Lassa Fever Claims APIN Doctor in Benue

 

A senior medical doctor with the AIDS Prevention Initiative in Nigeria has died of Lassa fever in Benue State, forcing health authorities to restart a fresh round of disease surveillance just as the state prepared to declare itself free of the viral haemorrhagic illness.

The state Commissioner for Health and Human Services, Dr Paul Ejeh-Ogwuche, confirmed the death on Monday in Makurdi, saying the ministry had activated contact tracing and surveillance after the case was identified. The doctor worked with the APIN Foundation in Konshisha Local Government Area but hailed from Kwande Local Government Area, and was buried on Saturday, June 20, 2026.

According to the commissioner, the deceased battled the illness for more than two weeks before his condition worsened. “For over two weeks, he was struggling, and when there was no improvement, a friend suggested his condition was suggestive of Lassa fever. A test carried out returned positive,” Ogwuche said.

He added that the doctor declined admission at the Benue State University Teaching Hospital, Makurdi, preferring home treatment, before being referred to the University of Jos Teaching Hospital in Plateau State, where he died. Initial investigations indicated he already had kidney complications.

The death lands at a sensitive moment. Ogwuche said the state had nearly completed the 42-day incubation monitoring period required to declare an outbreak over before the new case emerged, meaning a fresh cycle of observation must now begin. His remains were buried in line with Nigeria Centre for Disease Control and Prevention protocols.

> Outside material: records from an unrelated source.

//! Delay-model error type.

use thiserror::Error;

/// Errors produced by `orp-delay`.
#[derive(Debug, Error)]
pub enum DelayError {
    #[error("invalid {name}: must be finite and > 0, got {value}")]
    InvalidParameters { name: &'static str, value: f64 },
}

pub type DelayResult<T> = Result<T, DelayError>;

The case reflects a national pattern that has persisted through 2026. In its situation report for Epidemiological Week 23, covering June 1 to 7, the NCDC recorded 855 confirmed cases out of 5,652 suspected cases, with 214 deaths, placing the case fatality rate at about 25 per cent. That figure is sharply higher than the 18.9 per cent reported during the same period in 2025, signalling a deadlier season even where case numbers have eased.

The agency said 23 states across 109 local government areas had recorded at least one confirmed case, but the burden remains concentrated. Five states, Ondo, Bauchi, Taraba, Edo and Benue, account for about 84 per cent of confirmed infections, with Benue contributing roughly six per cent. Young adults between 21 and 30 remain the most affected, with a median age of 30 years.

Lassa fever is endemic in Nigeria and typically peaks during the dry season. It spreads mainly through contact with food or household items contaminated by infected rodents, though human-to-human transmission occurs in healthcare settings, a reality underscored by repeated infections among medical workers. NCDC records earlier in the year showed dozens of healthcare workers infected, including physicians, with deaths among clinical staff.

The NCDC has linked the elevated fatality rate to late presentation, poor health-seeking behaviour driven by the high cost of treatment, weak environmental sanitation and low community awareness. The doctor’s initial reluctance to seek hospital care mirrors those concerns. The agency, working with the World Health Organisation, UNICEF and Médecins Sans Frontières, has kept its national Incident Management System activated, deploying rapid response teams and infection-prevention support to high-burden states, including a ring strategy in Benue.

With the monitoring clock reset, Benue now faces a renewed wait before any all-clear can be declared.